Environmental Genomic Surveillance System for Early Disease and AMR Outbreak Detection
Imagine a smoke detector, but for diseases in a city's water system. Instead of waiting for people to get sick and visit a doctor, this system scans wastewater to find traces of germs and antibiotic resistance. It's like finding a needle in a haystack using a high-tech digital magnet to warn health officials before a full-blown crisis hits.
What needed solving
Public health officials in resource-poor regions lack real-time data on disease outbreaks and antibiotic resistance. Current clinical reporting is often too slow to prevent widespread infection.
What was built
A mobile wastewater surveillance system and semi-automated bioinformatics tools. These include a visual dashboard for reporting genomic trends in human pathogens.
Who needs this
Who can put this to work
If you are a diagnostics company dealing with the need for specialized tools in resource-poor regions — this project developed semi-automated bioinformatics tools for processing genomic epidemiology data. This provides a blueprint for creating streamlined, low-infrastructure sequencing workflows.
If you are a risk management firm dealing with the lack of real-time data on antimicrobial resistance — this project developed a visual dashboard for genomic data. This allows for data-driven evidence to be conveyed to decision-makers for more efficient public health policies.
Quick answers
What is the cost or price of implementing this system?
Based on available project data, no specific pricing or cost structures for the system are provided.
Can this be scaled to an industrial level?

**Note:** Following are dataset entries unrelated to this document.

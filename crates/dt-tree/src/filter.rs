//! Tree narrowing: path filters and sidebar visibility rules.

use std::collections::BTreeSet;

use dt_types::TreeNode;
use serde::{Deserialize, Serialize};

/// Keep only files whose path is in `paths`, and the folders leading to them.
///
/// Folders left without children are dropped. This shapes the union tree of
/// a commit comparison and the changed-files-only local tree.
pub fn filter_to_paths(tree: &[TreeNode], paths: &BTreeSet<String>) -> Vec<TreeNode> {
    tree.iter()
        .filter_map(|node| match node {
            TreeNode::File { path, .. } => paths.contains(path).then(|| node.clone()),
            TreeNode::Folder { name, path, children } => {
                let kept = filter_to_paths(children, paths);
                (!kept.is_empty()).then(|| TreeNode::folder(name.clone(), path.clone(), kept))
            }
        })
        .collect()
}

/// Which folders the sidebar shows.
#[derive(Clone, Debug, PartialEq, Eq, Serialize, Deserialize)]
#[serde(default)]
pub struct VisibilityRules {
    /// Folder names never shown.
    pub ignored_folders: Vec<String>,
    /// Hide folders whose name starts with `.` or `_` outside the diff view.
    pub hide_prefixed: bool,
}

impl Default for VisibilityRules {
    fn default() -> Self {
        Self {
            ignored_folders: vec![
                "_static".to_string(),
                "_templates".to_string(),
                ".obsidian".to_string(),
            ],
            hide_prefixed: true,
        }
    }
}

impl VisibilityRules {
    /// Whether a folder named `name` is shown.
    pub fn shows_folder(&self, name: &str, diff_active: bool) -> bool {
        if self.ignored_folders.iter().any(|f| f == name) {
            return false;
        }
        if self.hide_prefixed && !diff_active && (name.starts_with('.') || name.starts_with('_')) {
            return false;
        }
        true
    }
}

/// Apply `rules` at every level of `tree`. Files are always shown.
pub fn visible_nodes(tree: &[TreeNode], rules: &VisibilityRules, diff_active: bool) -> Vec<TreeNode> {
    tree.iter()
        .filter_map(|node| match node {
            TreeNode::File { .. } => Some(node.clone()),
            TreeNode::Folder { name, path, children } => rules
                .shows_folder(name, diff_active)
                .then(|| TreeNode::folder(name.clone(), path.clone(), visible_nodes(children, rules, diff_active))),
        })
        .collect()
}
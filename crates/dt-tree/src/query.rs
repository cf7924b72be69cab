//! Lookups over a tree forest.

use dt_types::TreeNode;

/// Whether a file (not a folder) with `path` exists anywhere in `tree`.
pub fn file_exists(tree: &[TreeNode], path: &str) -> bool {
    matches!(find_node(tree, path), Some(TreeNode::File { .. }))
}

/// Find the node with `path`, descending only into folders whose path prefixes it.
pub fn find_node<'a>(tree: &'a [TreeNode], path: &str) -> Option<&'a TreeNode> {
    for node in tree {
        if node.path() == path {
            return Some(node);
        }
        if node.is_folder() && is_under(path, node.path()) {
            if let Some(found) = find_node(node.children(), path) {
                return Some(found);
            }
        }
    }
    None
}

/// Paths of `node` (if a folder) and every folder beneath it, pre-order.
pub fn folder_paths(node: &TreeNode) -> Vec<&str> {
    let mut out = Vec::new();
    collect_folders(node, &mut out);
    out
}

/// Paths of every file in `tree`, pre-order.
pub fn file_paths(tree: &[TreeNode]) -> Vec<&str> {
    let mut out = Vec::new();
    for node in tree {
        collect_files(node, &mut out);
    }
    out
}

fn collect_folders<'a>(node: &'a TreeNode, out: &mut Vec<&'a str>) {
    if let TreeNode::Folder { path, children, .. } = node {
        out.push(path.as_str());
        for child in children {
            collect_folders(child, out);
        }
    }
}

fn collect_files<'a>(node: &'a TreeNode, out: &mut Vec<&'a str>) {
    match node {
        TreeNode::File { path, .. } => out.push(path.as_str()),
        TreeNode::Folder { children, .. } => {
            for child in children {
                collect_files(child, out);
            }
        }
    }
}

fn is_under(path: &str, folder: &str) -> bool {
    path.strip_prefix(folder).is_some_and(|rest| rest.starts_with('/'))
}
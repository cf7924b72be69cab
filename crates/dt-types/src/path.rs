//! Tree-relative path helpers.
//!
//! Tree paths are `/`-separated and relative to the documentation root. The
//! backend reports git paths rooted at the repository, so change paths carry
//! the documentation root (e.g. `docs/`) as a prefix that must be removed
//! before they can be matched against tree nodes.

/// Convert Windows-style separators to `/`.
pub fn normalize_path(path: &str) -> String {
    path.replace('\\', "/")
}

/// Remove `root` from the front of `path` when present.
///
/// Paths that do not start with `root` are returned unchanged. An empty
/// `root` is a no-op.
pub fn strip_root<'a>(path: &'a str, root: &str) -> &'a str {
    path.strip_prefix(root).unwrap_or(path)
}

/// All proper ancestor folder paths of `path`, nearest first.
///
/// `ancestors("a/b/c.md")` yields `["a/b", "a"]`.
pub fn ancestors(path: &str) -> Vec<&str> {
    let mut out = Vec::new();
    let mut rest = path.trim_end_matches('/');
    while let Some(idx) = rest.rfind('/') {
        rest = &rest[..idx];
        if !rest.is_empty() {
            out.push(rest);
        }
    }
    out
}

The project focuses on creating a sustainable model for sub-Saharan conditions, including mobile surveillance systems and semi-automated data processing to handle large genomic data sets.
What are the IP and licensing terms for the bioinformatics tools?
Based on available project data, specific licensing terms are not mentioned, though the project emphasizes developing standards for sharing genomic data across borders.
How does the system integrate with existing health infrastructure?
It integrates by transferring generated data to key health system actors via a visual dashboard to support public health interventions.
What is the timeline for deployment?
The project period is from 2023-07-01 to 2026-06-30.
Who built it
The consortium is heavily academic and research-oriented, consisting of 4 universities and 5 research organizations across 8 countries. There is a 0% industry ratio, meaning the current output is focused on scientific validation and capacity building rather than immediate commercial productization. The presence of partners in both Europe and sub-Saharan Africa (e.g., BF, CD, TZ) indicates a strong focus on cross-border implementation and field testing.